** Opening Source material block **
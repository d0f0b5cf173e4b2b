//! Session endpoints.

use axum::Json;
use axum::extract::{Path, State};

use bb_protocol::{DiagnosisView, SessionCreated};

use crate::error::{ApiError, ApiResult};
use crate::state::AppState;

/// POST /api/v1/sessions — start a conversation with its own diagnosis context.
pub async fn create_session(State(state): State<AppState>) -> Json<SessionCreated> {
    let session_id = state.create_session().await;
    Json(SessionCreated { session_id })
}

/// GET /api/v1/sessions/:id/diagnosis — current diagnosis for a session.
pub async fn get_diagnosis(
    State(state): State<AppState>,
    Path(session_id): Path<String>,
) -> ApiResult<Json<DiagnosisView>> {
    let sessions = state.sessions.read().await;
    let ctx = sessions
        .get(&session_id)
        .ok_or_else(|| ApiError::NotFound(format!("session '{session_id}' not found")))?;

    let (label, confidence) = ctx.read();
    Ok(Json(DiagnosisView {
        label: label.map(str::to_string),
        confidence,
    }))
}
** Closing Source material block **
### Assignment
From the first line to the last, restate the data above exactly.

### Your response
repository d0f0b5cf173e4b2b
//! Session endpoints.

use axum::Json;
use axum::extract::{Path, State};

use bb_protocol::{DiagnosisView, SessionCreated};

use crate::error::{ApiError, ApiResult};
use crate::state::AppState;

/// POST /api/v1/sessions — start a conversation with its own diagnosis context.
pub async fn create_session(State(state): State<AppState>) -> Json<SessionCreated> {
    let session_id = state.create_session().await;
    Json(SessionCreated { session_id })
}

/// GET /api/v1/sessions/:id/diagnosis — current diagnosis for a session.
pub async fn get_diagnosis(
    State(state): State<AppState>,
    Path(session_id): Path<String>,
) -> ApiResult<Json<DiagnosisView>> {
    let sessions = state.sessions.read().await;
    let ctx = sessions
        .get(&session_id)
        .ok_or_else(|| ApiError::NotFound(format!("session '{session_id}' not found")))?;

    let (label, confidence) = ctx.read();
    Ok(Json(DiagnosisView {
        label: label.map(str::to_string),
        confidence,
    }))
}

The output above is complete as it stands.